Tronc as a company has been under heightened scrutiny since its name change and flurry of bold but vague technological pronouncements (its second quarter financials were mostly ¯\_(ツ)_/¯). Gannett’s aggressive bid to buy the company earlier this year — and Tronc chairman Michael Ferro’s refusal to sell — still looms. The existence of SNAP got the briefest of mentions in the company’s earnings call last week (thanks, Ben Welsh, for the tip), but the plan to build it out for the rest of the Tronc properties is a concrete technological solution amidst what appears, at least from the outside, to be a lot of hand waving. And it’s a blueprint for product development down the line.

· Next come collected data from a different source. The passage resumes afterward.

//! Serve command - Starts the HTTP server.

use std::sync::Arc;

use crate::api::{create_router, AppState};
use crate::cli::args::ServeArgs;
use crate::config::Config;
use crate::errors::{AppError, AppResult};
use crate::infra::Database;

/// Execute the serve command
pub async fn execute(args: ServeArgs, mut config: Config) -> AppResult<()> {
    tracing::info!("Starting server...");

    if let Some(host) = args.host {
        config.server_host = host;
    }
    if let Some(port) = args.port {
        config.server_port = port;
    }

    // Connects and applies pending migrations
    let db = Arc::new(
        Database::connect(&config)
            .await
            .map_err(|e| AppError::internal(format!("Database connection failed: {}", e)))?,
    );
    tracing::info!("Database connected");

    let app = create_router(AppState::from_config(db, &config));

    let addr = config.server_addr();
    let listener = tokio::net::TcpListener::bind(&addr)
        .await
        .map_err(|e| AppError::internal(format!("Failed to bind to {}: {}", addr, e)))?;

    tracing::info!("Server running on http://{}", addr);

    axum::serve(listener, app)
        .await
        .map_err(|e| AppError::internal(format!("Server error: {}", e)))?;

    Ok(())
}
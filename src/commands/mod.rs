//! Commands module - CLI command implementations.

pub mod migrate;
pub mod serve;
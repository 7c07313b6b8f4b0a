//! Application configuration module
//!
//! Handles environment variables and application-wide constants.

mod constants;
mod settings;

pub use constants::*;
pub use settings::{database_url_from_parts, parse_hash_cost, Config};
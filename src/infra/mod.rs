//! Infrastructure layer - External systems integration
//!
//! Database connection, migrations and repositories.

pub mod db;
pub mod repositories;

pub use db::{Database, Migrator};
pub use repositories::{NewUser, UserChanges, UserRepository, UserStore};

#[cfg(any(test, feature = "test-utils"))]
pub use repositories::MockUserRepository;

“We found that having our engineers in the newsroom just getting constant feedback from people around them was invaluable. It was a good way to get this project completed, and we’re definitely looking to make changes to product development across the whole company, because it was so successful here,” Gerst said. “We’re going to be doing that a lot: trying out something in one market, and if we see a lot of success, if it seems like it’s working for us, we’d move that onto other markets.”

Perez and Wagstaff are still helping streamline SNAP, but Tronc is building out a team of about seven people to support the rollout, according to Gerst. “I’ve never seen such a great response to a CMS before,” he said.

“Could the L.A. Times support the entire company? I’ve had moments of insanity…but no, we can’t,” Garvey said. “This was the whole goal all along, getting to a way of doing product development that is born and refined in the newsroom, but ultimately, someone like Evan [Wagstaff], who is a really solid journalist, can go back to working on other things.”

  1. By the way, everyone I talked to for this story consciously tried to say “Tronc” but kept slipping back to the company’s original name, Tribune Publishing. []
POSTED     Aug. 10, 2016, 11:52 a.m.